21La CRTEFP a pris connaissance du contenu de l'entente. Son libellé précise que les parties acceptent le protocole d'entente en guise de règlement final et définitif des trois plaintes suivantes: (1) la plainte à la CRTEFP (auparavant l'ancien Tribunal); (2) une plainte de harcèlement au Bureau du Conseil privé; et (3) une plainte à la Commission canadienne des droits de la personne. Le plaignant s'engage, dans l'entente, à respecter quatre modalités, qui sont stipulées aux paragraphes 1 à 4 de l'entente. L'intimé, pour sa part, s'engage à respecter trois modalités. Celles-ci sont stipulées aux paragraphes 5 à 7 de l'entente.

22Le paragraphe 8 de l'entente stipule, par la suite, que celle-ci est sujette à une condition. Ce paragraphe se lit comme suit :

8. La présente entente est conditionnelle au paiement [du montant stipulé au paragraphe 7 de l'entente] au plaignant. À ce moment, le plaignant retirera les plaintes stipulées dans cette entente. Si le montant n'était pas versé tel que prévu, cette entente serait nulle et non avenue et la plainte du Tribunal de la dotation procéderait.

23Ce paragraphe prévoit donc que l'entente serait nulle et non avenue si le montant stipulé au paragraphe 7 de l'entente n'était pas versé au plaignant. Le paragraphe 8 est la seule clause conditionnelle de l'entente. Aucune autre clause ne stipule que l'entente est conditionnelle à la réalisation d'une autre modalité.

24En l'espèce, il est clair que l'intimé a versé au plaignant le montant stipulé dans l'entente moins un cent (1 ¢). Selon la preuve déposée à l'audience, l'intimé a offert de lui verser le plein montant négocié en deux versements puisque le système informatique de paye ne permettait pas que le plein montant soit versé en un seul versement. Cependant, le plaignant a spécifiquement demandé, par le biais de ses courriels datés du 9 et 12 mai 2014, qu'un seul versement soit effectué afin d'accélérer les choses. Dans ses courriels, il demande à recevoir un seul versement et que ce soit au montant négocié moins un cent (1 ¢). Il informe ensuite l'intimé de ce qui suit dans son courriel du 12 mai 2014 : « J'accepte qu'un seul versement prenant la forme d'un chèque papier du montant de […] soit effectué.
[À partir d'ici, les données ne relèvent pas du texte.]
use super::rate_limit::RateLimitState;
use crate::config::PlatformSettings;
use crate::error::{CloudError, Result};
use reqwest::{Client, Method, StatusCode};
use serde::de::DeserializeOwned;
use serde::{Deserialize, Serialize};
use std::sync::Mutex;
use std::time::Duration;
use zeroize::Zeroizing;

/// Structured error body: `{ "error": { "code": ..., "message": ... } }`.
#[derive(Debug, Deserialize)]
struct ErrorEnvelope {
    error: ErrorDetail,
}

#[derive(Debug, Deserialize)]
#[serde(untagged)]
enum ErrorDetail {
    Structured {
        #[serde(default)]
        code: Option<String>,
        #[serde(default)]
        message: Option<String>,
    },
    Plain(String),
}

/// Authenticated HTTP client for one provider and one token.
///
/// Sends a Bearer token and JSON content type on every request and tracks
/// the provider-reported rate-limit window. Not shared across users.
pub struct PlatformClient {
    token: Zeroizing<String>,
    base_url: String,
    team_id: Option<String>,
    http_client: Client,
    rate_limit: Mutex<RateLimitState>,
}

impl std::fmt::Debug for PlatformClient {
    fn fmt(&self, f: &mut std::fmt::Formatter<'_>) -> std::fmt::Result {
        f.debug_struct("PlatformClient")
            .field("base_url", &self.base_url)
            .field("team_id", &self.team_id)
            .finish_non_exhaustive()
    }
}

impl PlatformClient {
    /// Client against `settings.base_url`. An empty token is rejected.
    pub fn new(token: &str, settings: &PlatformSettings) -> Result<Self> {
        if token.trim().is_empty() {
            return Err(CloudError::validation("token", "must not be empty"));
        }

        let http_client = Client::builder()
            .user_agent(concat!("cloudlink/", env!("CARGO_PKG_VERSION")))
            .timeout(Duration::from_secs(settings.request_timeout_seconds))
            .build()
            .map_err(|e| CloudError::transport(e).context("build http client"))?;

        Ok(Self {
            token: Zeroizing::new(token.to_string()),
            base_url: settings.base_url.trim_end_matches('/').to_string(),
            team_id: settings.team_id.clone(),
            http_client,
            rate_limit: Mutex::new(RateLimitState::default()),
        })
    }

    /// Client with a custom base URL (for testing with a mock server).
    pub fn with_base_url(token: &str, base_url: impl Into<String>) -> Result<Self> {
        let settings = PlatformSettings {
            base_url: base_url.into(),
            ..PlatformSettings::default()
        };
        Self::new(token, &settings)
    }

    /// Snapshot of the last observed rate-limit window.
    pub fn rate_limit(&self) -> RateLimitState {
        *self.rate_limit.lock().unwrap_or_else(|e| e.into_inner())
    }

    /// `remaining <= 0` or `now >= reset_at`.
    pub fn is_rate_limited(&self) -> bool {
        self.rate_limit().is_rate_limited()
    }

    pub async fn get<T: DeserializeOwned>(&self, path: &str) -> Result<T> {
        self.request(Method::GET, path, None::<&()>).await
    }

    pub async fn post<B, T>(&self, path: &str, body: &B) -> Result<T>
    where
        B: Serialize + ?Sized,
        T: DeserializeOwned,
    {
        self.request(Method::POST, path, Some(body)).await
    }

    pub async fn patch<B, T>(&self, path: &str, body: &B) -> Result<T>
    where
        B: Serialize + ?Sized,
        T: DeserializeOwned,
    {
        self.request(Method::PATCH, path, Some(body)).await
    }

    pub async fn delete(&self, path: &str) -> Result<()> {
        self.request::<(), serde_json::Value>(Method::DELETE, path, None)
            .await
            .map(|_| ())
    }

    /// Executes one request.
    ///
    /// Rate-limit headers are read from every response, success or not.
    /// Non-2xx responses become `Provider` (or `RateLimited` for 429) errors
    /// carrying the status; network failures become `Transport` errors.
    pub async fn request<B, T>(&self, method: Method, path: &str, body: Option<&B>) -> Result<T>
    where
        B: Serialize + ?Sized,
        T: DeserializeOwned,
    {
        let operation = format!("{} {}", method, path);
        let url = format!("{}{}", self.base_url, path);

        let mut builder = self
            .http_client
            .request(method, &url)
            .bearer_auth(self.token.as_str())
            .header(reqwest::header::CONTENT_TYPE, "application/json")
            .header(reqwest::header::ACCEPT, "application/json");
        if let Some(team_id) = &self.team_id {
            builder = builder.query(&[("teamId", team_id)]);
        }
        if let Some(body) = body {
            builder = builder.json(body);
        }

        let response = builder
            .send()
            .await
            .map_err(|e| CloudError::transport(e).context(&operation))?;

        let status = response.status();
        let rate_limit = {
            let mut state = self.rate_limit.lock().unwrap_or_else(|e| e.into_inner());
            state.observe(response.headers());
            *state
        };

        let text = response
            .text()
            .await
            .map_err(|e| CloudError::transport(e).context(&operation))?;

        if !status.is_success() {
            tracing::debug!(status = status.as_u16(), operation = %operation, "Provider rejected request");
            return Err(error_from_response(status, &text, rate_limit).context(&operation));
        }

        let payload = if text.trim().is_empty() { "null" } else { text.as_str() };
        serde_json::from_str(payload).map_err(|e| {
            CloudError::provider(
                status.as_u16(),
                format!("unexpected response body: {}", e),
            )
            .context(&operation)
        })
    }
}

/// Maps a non-2xx response to a typed error.
fn error_from_response(status: StatusCode, body: &str, rate_limit: RateLimitState) -> CloudError {
    let message = match serde_json::from_str::<ErrorEnvelope>(body).map(|e| e.error) {
        Ok(ErrorDetail::Structured {
            message: Some(message),
            ..
        }) => message,
        Ok(ErrorDetail::Structured {
            code: Some(code), ..
        }) => code,
        Ok(ErrorDetail::Plain(message)) => message,
        _ if !body.trim().is_empty() && body.len() <= 512 => body.trim().to_string(),
        _ => status
            .canonical_reason()
            .unwrap_or("request failed")
            .to_string(),
    };

    if status == StatusCode::TOO_MANY_REQUESTS {
        return CloudError::RateLimited {
            message,
            reset_at: rate_limit.reset_at,
            context: String::new(),
        };
    }
    CloudError::provider(status.as_u16(), message)
}

#[cfg(test)]
mod tests {
    use super::*;
    use crate::platform::rate_limit::{REMAINING_HEADER, RESET_HEADER};
    use mockito::{Matcher, Server};
    use serde_json::json;

    #[derive(Debug, Deserialize)]
    struct Project {
        id: String,
        name: String,
    }

    #[test]
    fn test_empty_token_rejected() {
        let err = PlatformClient::with_base_url("", "http://localhost").unwrap_err();
        assert!(matches!(err, CloudError::Validation { field: "token", .. }));
        assert!(PlatformClient::with_base_url("   ", "http://localhost").is_err());
    }

    #[tokio::test]
    async fn test_request_sends_bearer_and_json() {
        let mut server = Server::new_async().await;
        let mock = server
            .mock("POST", "/v9/projects")
            .match_header("authorization", "Bearer tok_123")
            .match_header("content-type", "application/json")
            .match_body(Matcher::Json(json!({"name": "site"})))
            .with_status(200)
            .with_header("content-type", "application/json")
            .with_body(r#"{"id":"prj_1","name":"site"}"#)
            .create_async()
            .await;

        let client = PlatformClient::with_base_url("tok_123", server.url()).unwrap();
        let project: Project = client
            .post("/v9/projects", &json!({"name": "site"}))
            .await
            .unwrap();

        assert_eq!(project.id, "prj_1");
        assert_eq!(project.name, "site");
        mock.assert_async().await;
    }

    #[tokio::test]
    async fn test_team_id_is_appended() {
        let mut server = Server::new_async().await;
        let mock = server
            .mock("GET", "/v9/projects")
            .match_query(Matcher::UrlEncoded("teamId".into(), "team_9".into()))
            .with_status(200)
            .with_body(r#"{"projects":[]}"#)
            .create_async()
            .await;

        let settings = PlatformSettings {
            base_url: server.url(),
            team_id: Some("team_9".to_string()),
            ..PlatformSettings::default()
        };
        let client = PlatformClient::new("tok", &settings).unwrap();
        let _: serde_json::Value = client.get("/v9/projects").await.unwrap();
        mock.assert_async().await;
    }

    #[tokio::test]
    async fn test_rate_limit_headers_tracked_and_retained() {
        let mut server = Server::new_async().await;
        let reset = chrono::Utc::now().timestamp() + 120;
        let _with_headers = server
            .mock("GET", "/first")
            .with_status(200)
            .with_header(REMAINING_HEADER, "7")
            .with_header(RESET_HEADER, &reset.to_string())
            .with_body("{}")
            .create_async()
            .await;
        let _without_headers = server
            .mock("GET", "/second")
            .with_status(200)
            .with_body("{}")
            .create_async()
            .await;

        let client = PlatformClient::with_base_url("tok", server.url()).unwrap();
        assert_eq!(client.rate_limit(), RateLimitState::default());

        let _: serde_json::Value = client.get("/first").await.unwrap();
        assert_eq!(client.rate_limit().remaining, Some(7));
        assert!(!client.is_rate_limited());

        let _: serde_json::Value = client.get("/second").await.unwrap();
        assert_eq!(client.rate_limit().remaining, Some(7));
        assert_eq!(
            client.rate_limit().reset_at.map(|t| t.timestamp()),
            Some(reset)
        );
    }

    #[tokio::test]
    async fn test_rate_limit_headers_read_on_error_responses() {
        let mut server = Server::new_async().await;
        let _mock = server
            .mock("GET", "/limited")
            .with_status(429)
            .with_header(REMAINING_HEADER, "0")
            .with_header(RESET_HEADER, "4102444800")
            .with_body(r#"{"error":{"code":"rate_limited","message":"Too many requests"}}"#)
            .create_async()
            .await;

        let client = PlatformClient::with_base_url("tok", server.url()).unwrap();
        let err = client.get::<serde_json::Value>("/limited").await.unwrap_err();

        assert!(err.is_rate_limited());
        assert_eq!(err.status(), Some(429));
        match &err {
            CloudError::RateLimited { reset_at, .. } => {
                assert_eq!(reset_at.map(|t| t.timestamp()), Some(4_102_444_800))
            }
            other => panic!("expected RateLimited, got {other:?}"),
        }
        assert!(client.is_rate_limited());
    }

    #[tokio::test]
    async fn test_error_statuses_are_distinguishable() {
        let mut server = Server::new_async().await;
        let mut mocks = Vec::new();
        for (path, status) in [("/auth", 401), ("/forbidden", 403), ("/missing", 404), ("/down", 503)] {
            let mock = server
                .mock("GET", path)
                .with_status(status)
                .with_body(r#"{"error":{"code":"x","message":"upstream says no"}}"#)
                .create_async()
                .await;
            mocks.push(mock);
        }

        let client = PlatformClient::with_base_url("tok", server.url()).unwrap();

        let auth = client.get::<serde_json::Value>("/auth").await.unwrap_err();
        assert!(auth.is_auth_failure());
        assert!(auth.to_string().contains("upstream says no"));

        let forbidden = client.get::<serde_json::Value>("/forbidden").await.unwrap_err();
        assert_eq!(forbidden.status(), Some(403));

        let missing = client.get::<serde_json::Value>("/missing").await.unwrap_err();
        assert_eq!(missing.status(), Some(404));

        let down = client.get::<serde_json::Value>("/down").await.unwrap_err();
        assert!(down.is_upstream_failure());
        assert!(down.to_string().contains("GET /down"));
    }

    #[tokio::test]
    async fn test_unstructured_error_body() {
        let mut server = Server::new_async().await;
        let _mock = server
            .mock("GET", "/plain")
            .with_status(500)
            .with_body("internal meltdown")
            .create_async()
            .await;

        let client = PlatformClient::with_base_url("tok", server.url()).unwrap();
        let err = client.get::<serde_json::Value>("/plain").await.unwrap_err();
        assert_eq!(err.status(), Some(500));
        assert!(err.to_string().contains("internal meltdown"));
    }

    #[tokio::test]
    async fn test_delete_with_empty_body() {
        let mut server = Server::new_async().await;
        let mock = server
            .mock("DELETE", "/v1/storage/stores/db_1")
            .with_status(204)
            .create_async()
            .await;

        let client = PlatformClient::with_base_url("tok", server.url()).unwrap();
        client.delete("/v1/storage/stores/db_1").await.unwrap();
        mock.assert_async().await;
    }

    #[tokio::test]
    async fn test_network_failure_is_transport_error() {
        let client = PlatformClient::with_base_url("tok", "http://127.0.0.1:9").unwrap();
        let err = client.get::<serde_json::Value>("/v9/projects").await.unwrap_err();
        assert!(matches!(err, CloudError::Transport { .. }));
        assert_eq!(err.status(), None);
    }
}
Je suis ainsi d'accord avec ce changement au point 7 du protocole d'entente».  D'ailleurs, le plaignant n'a pas allégué, à l'audience, qu'il y a eu défaut de la part de l'intimé au sujet de cette modalité de l'entente, c'est-à-dire le paiement du montant convenu.

25Le 29 mai 2014, l'intimé a donc versé au plaignant le montant convenu, c'est-à-dire, le montant stipulé au paragraphe 7 de l'entente moins un cent (1 ¢). Le talon de chèque daté du 29 mai 2014 faisant état du versement a été déposé en preuve.
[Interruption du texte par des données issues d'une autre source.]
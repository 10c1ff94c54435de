//! AES-256-GCM secret cipher.
//!
//! Each call to [`SecretCipher::encrypt`] draws a fresh 96-bit nonce from the OS
//! RNG, so identical plaintexts never produce identical ciphertexts. The tag is
//! kept detached from the ciphertext so the three parts can be stored and
//! tampered-with independently; any change to any of them fails decryption.

use crate::error::{CloudError, Result};
use aes_gcm::{
    aead::{AeadCore, AeadInPlace, KeyInit, OsRng},
    aead::generic_array::GenericArray,
    Aes256Gcm, Nonce,
};
use base64::{engine::general_purpose::STANDARD as BASE64, Engine};
use rand::RngCore;
use serde::{Deserialize, Serialize};
use zeroize::Zeroizing;

/// Size of the encryption key in bytes (256 bits)
const KEY_SIZE: usize = 32;

/// Size of the nonce in bytes (96 bits, standard for GCM)
const NONCE_SIZE: usize = 12;

/// Size of the GCM authentication tag in bytes
const TAG_SIZE: usize = 16;

/// An encrypted secret: ciphertext, the IV used, and the detached auth tag.
#[derive(Clone, Debug, PartialEq, Eq, Serialize, Deserialize)]
pub struct EncryptedSecret {
    pub ciphertext: Vec<u8>,
    pub iv: Vec<u8>,
    pub auth_tag: Vec<u8>,
}

impl EncryptedSecret {
    /// Base64-encodes the three parts for text storage columns.
    pub fn to_base64(&self) -> (String, String, String) {
        (
            BASE64.encode(&self.ciphertext),
            BASE64.encode(&self.iv),
            BASE64.encode(&self.auth_tag),
        )
    }

    /// Decodes the three base64 parts produced by [`EncryptedSecret::to_base64`].
    ///
    /// Undecodable input is reported as an authentication failure: a corrupted
    /// column is indistinguishable from tampering.
    pub fn from_base64(ciphertext: &str, iv: &str, auth_tag: &str) -> Result<Self> {
        let decode = |value: &str| {
            BASE64
                .decode(value)
                .map_err(|_| CloudError::Authentication("secret could not be decrypted".into()))
        };
        Ok(Self {
            ciphertext: decode(ciphertext)?,
            iv: decode(iv)?,
            auth_tag: decode(auth_tag)?,
        })
    }
}

/// Symmetric authenticated cipher for small secrets (tokens).
///
/// Holds the 32-byte master key in memory only; the key is zeroed on drop.
pub struct SecretCipher {
    key: Zeroizing<Vec<u8>>,
}

impl SecretCipher {
    /// Builds a cipher from raw key bytes.
    pub fn new(key: &[u8]) -> Result<Self> {
        if key.len() != KEY_SIZE {
            return Err(CloudError::validation(
                "encryption_key",
                format!(
                    "must be {} bytes (256 bits), got {} bytes",
                    KEY_SIZE,
                    key.len()
                ),
            ));
        }
        Ok(Self {
            key: Zeroizing::new(key.to_vec()),
        })
    }

    /// Builds a cipher from a base64-encoded 32-byte master key.
    pub fn from_base64_key(key_base64: &str) -> Result<Self> {
        let key_bytes = Zeroizing::new(BASE64.decode(key_base64.trim()).map_err(|_| {
            CloudError::validation("encryption_key", "is not valid base64")
        })?);
        Self::new(&key_bytes)
    }

    /// Generates a fresh random master key, base64-encoded.
    pub fn generate_key() -> String {
        let mut key = Zeroizing::new([0u8; KEY_SIZE]);
        OsRng.fill_bytes(&mut key[..]);
        BASE64.encode(&key[..])
    }

    fn cipher(&self) -> Result<Aes256Gcm> {
        Aes256Gcm::new_from_slice(&self.key[..])
            .map_err(|_| CloudError::validation("encryption_key", "invalid key length"))
    }

    /// Encrypts `plaintext` under a fresh random IV.
    pub fn encrypt(&self, plaintext: &[u8]) -> Result<EncryptedSecret> {
        let nonce = Aes256Gcm::generate_nonce(&mut OsRng);
        let mut buffer = plaintext.to_vec();

        let tag = self
            .cipher()?
            .encrypt_in_place_detached(&nonce, b"", buffer.as_mut_slice())
            .map_err(|_| CloudError::Authentication("encryption failed".into()))?;

        Ok(EncryptedSecret {
            ciphertext: buffer,
            iv: nonce.to_vec(),
            auth_tag: tag.to_vec(),
        })
    }

    /// Verifies the tag and decrypts.
    ///
    /// Every failure, including malformed IV or tag lengths, is an
    /// `Authentication` error with the same message. Tag comparison inside
    /// `aes-gcm` is constant time.
    pub fn decrypt(&self, secret: &EncryptedSecret) -> Result<Zeroizing<Vec<u8>>> {
        let rejected = || CloudError::Authentication("secret could not be decrypted".into());

        if secret.iv.len() != NONCE_SIZE || secret.auth_tag.len() != TAG_SIZE {
            return Err(rejected());
        }

        let nonce = Nonce::from_slice(&secret.iv);
        let tag = GenericArray::from_slice(&secret.auth_tag);
        let mut buffer = Zeroizing::new(secret.ciphertext.clone());

        self.cipher()?
            .decrypt_in_place_detached(nonce, b"", &mut buffer[..], tag)
            .map_err(|_| rejected())?;

        Ok(buffer)
    }

    pub fn encrypt_str(&self, plaintext: &str) -> Result<EncryptedSecret> {
        self.encrypt(plaintext.as_bytes())
    }

    pub fn decrypt_to_string(&self, secret: &EncryptedSecret) -> Result<Zeroizing<String>> {
        let bytes = self.decrypt(secret)?;
        let text = std::str::from_utf8(&bytes)
            .map_err(|_| CloudError::Authentication("decrypted secret is not valid UTF-8".into()))?;
        Ok(Zeroizing::new(text.to_string()))
    }
}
26L'intimé souligne que, malgré le libellé du paragraphe 8, l'entente n'était pas conditionnelle mais exécutoire puisque l'entente ne renfermait aucun élément donnant aux parties l'option de changer d'avis ou de ne pas respecter leurs obligations en vertu de l'entente. En particulier, le libellé de l'entente ne renfermait aucun élément donnant à l'intimé l'option de se désister du contrat, de changer d'avis, de ne pas respecter ses obligations ou de ne pas verser le montant convenu au plaignant.

27L'intimé fait aussi valoir que la Cour fédérale dans la décision MacDonald, au paragraphe 35, a retenu l'intention exprimée par les paroles et les actes d'une personne de donner son accord comme critère objectif pour déterminer si une entente est exécutoire. Cette approche a été suivie dans la jurisprudence subséquente de l'ancienne Commission et est applicable, selon l'intimé, dans les dossiers de plainte devant la CRTEFP. L'intimé souligne que la décision Van de Mosselaer c. Conseil du Trésor (ministère des Transports), 2006 CRTFP 59, est particulièrement utile dans cette analyse. L'arbitre Love notait, au paragraphe 46, qu'un règlement est exécutoire lorsqu'il est clair qui sont les parties, quels étaient les griefs faisant l'objet de l'entente, quelle est la contrepartie à verser et quelles sont les obligations mutuelles des parties pour la mise en application.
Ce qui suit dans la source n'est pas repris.